Pivot Power has said it wants to work with the EV charging sector and deliver it scalable power infrastructure following its acquisition by EDF.
Speaking to Current±, Pivot chief executive Matt Allen said that the deal had been in the works since the start of the year, with talks initially exploring how the company could raise funds to pursue a much-publicised, 2GW-strong pipeline of energy storage assets.
But as those talks progressed, it became clear the two companies were aligned and the “synergistic fit” of an acquisition suited both parties.
Despite the acquisition, it is still very much business as usual for Pivot Power, Allen explained, with the 15-strong team looking to progress the company’s development pipeline. Two projects are on track and due to be commissioned towards the end of next year, with a further eight having received planning consent already.

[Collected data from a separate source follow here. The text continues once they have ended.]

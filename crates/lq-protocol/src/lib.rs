// lq-protocol: Wire frame types and canonical parameter encoding.
//
// All WebSocket frames use a top-level `type` field for discriminated
// deserialization.  One JSON frame per transport message; field names are
// camelCase on the wire.

use serde::{Deserialize, Serialize};
use serde_json::Value;

pub mod canon;

pub use canon::fingerprint;

// ---------------------------------------------------------------------------
// Client -> Server frames
// ---------------------------------------------------------------------------

/// Open a live subscription to a named query.
///
/// `sub_id` is chosen by the client and scopes to this connection only.  The
/// same `(name, params)` pair may be subscribed under several `sub_id`s; the
/// server shares the underlying computation between them.
#[derive(Debug, Clone, PartialEq, Serialize, Deserialize)]
#[serde(rename_all = "camelCase")]
pub struct SubscribeFrame {
    pub name: String,
    pub sub_id: String,
    /// Raw params; validated server-side before use.  Absent means `{}`.
    #[serde(default, skip_serializing_if = "Option::is_none")]
    pub params: Option<Value>,
}

/// Close one subscription instance.
///
/// `params` must match the subscribe frame (after canonicalization) so the
/// server can resolve the same underlying computation key.
#[derive(Debug, Clone, PartialEq, Serialize, Deserialize)]
#[serde(rename_all = "camelCase")]
pub struct UnsubscribeFrame {
    pub name: String,
    pub sub_id: String,
    #[serde(default, skip_serializing_if = "Option::is_none")]
    pub params: Option<Value>,
}

/// Invoke a one-shot mutation.  The reply is correlated by `request_id`.
#[derive(Debug, Clone, PartialEq, Serialize, Deserialize)]
#[serde(rename_all = "camelCase")]
pub struct MutationFrame {
    pub name: String,
    pub request_id: String,
    #[serde(default, skip_serializing_if = "Option::is_none")]
    pub params: Option<Value>,
}

/// All client-to-server frame kinds.
///
/// ```json
/// { "type": "subscribe", "name": "itemsList", "subId": "a" }
/// ```
#[derive(Debug, Clone, PartialEq, Serialize, Deserialize)]
#[serde(tag = "type")]
#[serde(rename_all = "camelCase")]
pub enum ClientFrame {
    Subscribe(SubscribeFrame),
    Unsubscribe(UnsubscribeFrame),
    Mutation(MutationFrame),
}

// ---------------------------------------------------------------------------
// Server -> Client frames
// ---------------------------------------------------------------------------

/// A new result for one subscription instance.
///
/// Sent once immediately when a cached value exists and then once per
/// completed recompute.  Ordering is production order per subscription;
/// frames of different subscriptions may interleave.
#[derive(Debug, Clone, PartialEq, Serialize, Deserialize)]
#[serde(rename_all = "camelCase")]
pub struct UpdateFrame {
    pub name: String,
    pub sub_id: String,
    pub data: Value,
}

/// Successful mutation reply.
///
/// Not ordered relative to any `update` frames the mutation causally
/// triggered; clients must tolerate either order.
#[derive(Debug, Clone, PartialEq, Serialize, Deserialize)]
#[serde(rename_all = "camelCase")]
pub struct MutationResultFrame {
    pub name: String,
    pub request_id: String,
    pub data: Value,
}

/// Protocol-level error frame.  Never closes the connection.
///
/// `request_id` is set when the error answers a mutation, `sub_id` when a
/// query recompute failed for that subscription instance.
#[derive(Debug, Clone, PartialEq, Serialize, Deserialize)]
#[serde(rename_all = "camelCase")]
pub struct ErrorFrame {
    #[serde(default, skip_serializing_if = "Option::is_none")]
    pub name: Option<String>,
    #[serde(default, skip_serializing_if = "Option::is_none")]
    pub request_id: Option<String>,
    #[serde(default, skip_serializing_if = "Option::is_none")]
    pub sub_id: Option<String>,
    pub message: String,
}

/// All server-to-client frame kinds.
#[derive(Debug, Clone, PartialEq, Serialize, Deserialize)]
#[serde(tag = "type")]
#[serde(rename_all = "camelCase")]
pub enum ServerFrame {
    Update(UpdateFrame),
    MutationResult(MutationResultFrame),
    Error(ErrorFrame),
}
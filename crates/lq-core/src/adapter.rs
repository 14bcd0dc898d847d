//! External notifier lifecycle.
//!
//! Concrete change producers (database LISTEN/NOTIFY clients, filesystem
//! watchers) live outside this crate; what they need from it is a notifier
//! that starts the underlying listener lazily on the first watcher, stops it
//! when the last one drops, and restarts it on re-subscribe -- without
//! leaking listeners under subscribe/unsubscribe churn.

use std::collections::HashMap;
use std::hash::Hash;
use std::sync::atomic::AtomicBool;
use std::sync::{Arc, Mutex};

use tracing::debug;

use crate::error::CoreError;
use crate::source::{Notifier, Reactive, Scope, WatchGuard};

/// Teardown returned by an adapter's start hook; called when the last
/// watcher drops.
pub type StopFn = Box<dyn FnOnce() + Send>;

type StartFn = Arc<dyn Fn(Notifier) -> StopFn + Send + Sync>;

struct Lifecycle {
    watchers: usize,
    stop: Option<StopFn>,
}

struct LazyInner {
    notifier: Notifier,
    start: StartFn,
    lifecycle: Mutex<Lifecycle>,
}

/// A global notifier bound to an external listener.
///
/// The start hook receives the notifier and may call `notify` from inside
/// its own I/O callback -- including synchronously while starting.
pub struct LazyNotifier {
    inner: Arc<LazyInner>,
}

impl Clone for LazyNotifier {
    fn clone(&self) -> Self {
        Self {
            inner: Arc::clone(&self.inner),
        }
    }
}

impl LazyNotifier {
    pub fn new(start: impl Fn(Notifier) -> StopFn + Send + Sync + 'static) -> Self {
        Self {
            inner: Arc::new(LazyInner {
                notifier: Notifier::new(),
                start: Arc::new(start),
                lifecycle: Mutex::new(Lifecycle {
                    watchers: 0,
                    stop: None,
                }),
            }),
        }
    }

    pub fn watcher_count(&self) -> usize {
        self.inner.lifecycle.lock().expect("adapter lock").watchers
    }

    /// Whether the underlying listener is currently started.
    pub fn is_listening(&self) -> bool {
        self.inner.lifecycle.lock().expect("adapter lock").stop.is_some()
    }
}

impl Reactive for LazyNotifier {
    fn scope(&self) -> Scope {
        Scope::Global
    }

    fn watch(&self, listener: Arc<dyn Fn() + Send + Sync>) -> Result<WatchGuard, CoreError> {
        // Register the edge first so a synchronous tick from the start hook
        // reaches this watcher too.
        let edge = self.inner.notifier.watch(listener)?;
        let start_now = {
            let mut lc = self.inner.lifecycle.lock().expect("adapter lock");
            lc.watchers += 1;
            lc.watchers == 1
        };
        if start_now {
            debug!("starting external listener");
            let stop = (self.inner.start)(self.inner.notifier.clone());
            self.inner.lifecycle.lock().expect("adapter lock").stop = Some(stop);
        }

        let inner = Arc::clone(&self.inner);
        Ok(WatchGuard::with_teardown(
            Arc::new(AtomicBool::new(false)),
            move || {
                edge.cancel();
                let stop = {
                    let mut lc = inner.lifecycle.lock().expect("adapter lock");
                    lc.watchers -= 1;
                    if lc.watchers == 0 { lc.stop.take() } else { None }
                };
                if let Some(stop) = stop {
                    debug!("stopping external listener");
                    stop();
                }
            },
        ))
    }
}

/// Shares one lazily-started notifier per key: `notifier_for("orders")` on
/// two call sites watches a single underlying listener.
pub struct NotifierPool<K> {
    start: Arc<dyn Fn(&K, Notifier) -> StopFn + Send + Sync>,
    entries: Mutex<HashMap<K, LazyNotifier>>,
}

impl<K: Eq + Hash + Clone + Send + Sync + 'static> NotifierPool<K> {
    pub fn new(start: impl Fn(&K, Notifier) -> StopFn + Send + Sync + 'static) -> Self {
        Self {
            start: Arc::new(start),
            entries: Mutex::new(HashMap::new()),
        }
    }

    pub fn notifier_for(&self, key: &K) -> LazyNotifier {
        let mut entries = self.entries.lock().expect("pool lock");
        entries
            .entry(key.clone())
            .or_insert_with(|| {
                let start = Arc::clone(&self.start);
                let key = key.clone();
                LazyNotifier::new(move |notifier| start(&key, notifier))
            })
            .clone()
    }

    pub fn key_count(&self) -> usize {
        self.entries.lock().expect("pool lock").len()
    }
}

EDF, for its part, are bring a “tremendous amount of experience in storage” to the table, Allen said. He points in particular to the West Burton project, owned and operated by EDF and supported by a lucrative Enhanced Frequency Response (EFR) contract, and stresses that EDF’s experience and scale in development, construction, financing and operation in storage stands to benefit the company in the short-, medium- and long-term.
That assistance could well extend to personnel. Allen says there will “absolutely” need to be more resource at the firm as it looks to grow, and discussions have already taken place internally as to how that happens.
“One of the things we’ve been talking about a lot over the last few months as we’ve advanced in this opportunity is how do we leverage all the incredible experience and capabilities on the EDF Renewables side,” Allen said, discussing whether direct hires into Pivot Power could occur as a result of the acquisition, or whether EDF resource is seconded over.
“It’s an important point, but of most importance is making sure we have access to that resource to deliver on our plans and our vision for the business.”
That vision is primarily focused on delivering the 40-asset, 2GW pipeline, however plans for additional projects are already being considered. This could also include plans for batteries larger than 49.99MW in size following the UK government’s announcement that it intends to relax planning regulations for energy infrastructure projects, allowing batteries in excess of 50MW to proceed through the local planning system.
That change stands to reduce planning costs of such projects by tens of thousands of pounds and allow them to proceed quicker. Allen said that the firm was keeping a watching brief on the policy tweak, opening the door for it to target more significant projects in the future.
Also of interest to Pivot is partnerships with EV charging infrastructure owners and operators. When Pivot unveiled its plans for a nationwide deployment of large-scale energy storage projects, it was always intended that these could be paired with EV charging points as those plans came to fruition.
Allen says the company now “very much wants to work with the [EV charging] industry” to provide it with “essential” power capacity that allows for such infrastructure to be installed.
Pivot’s infrastructure will allow for these installations to be tailored to specific site demand, be it bus depot charging or public rapid charger hubs, but also scalable, meaning that companies could turn to Pivot for its “first one or two megawatts”, as Allen explained, but also for future demands to cater for fleets or larger customer bases.
“We can offer that certainty, which is hugely beneficial for our customers,” Allen said.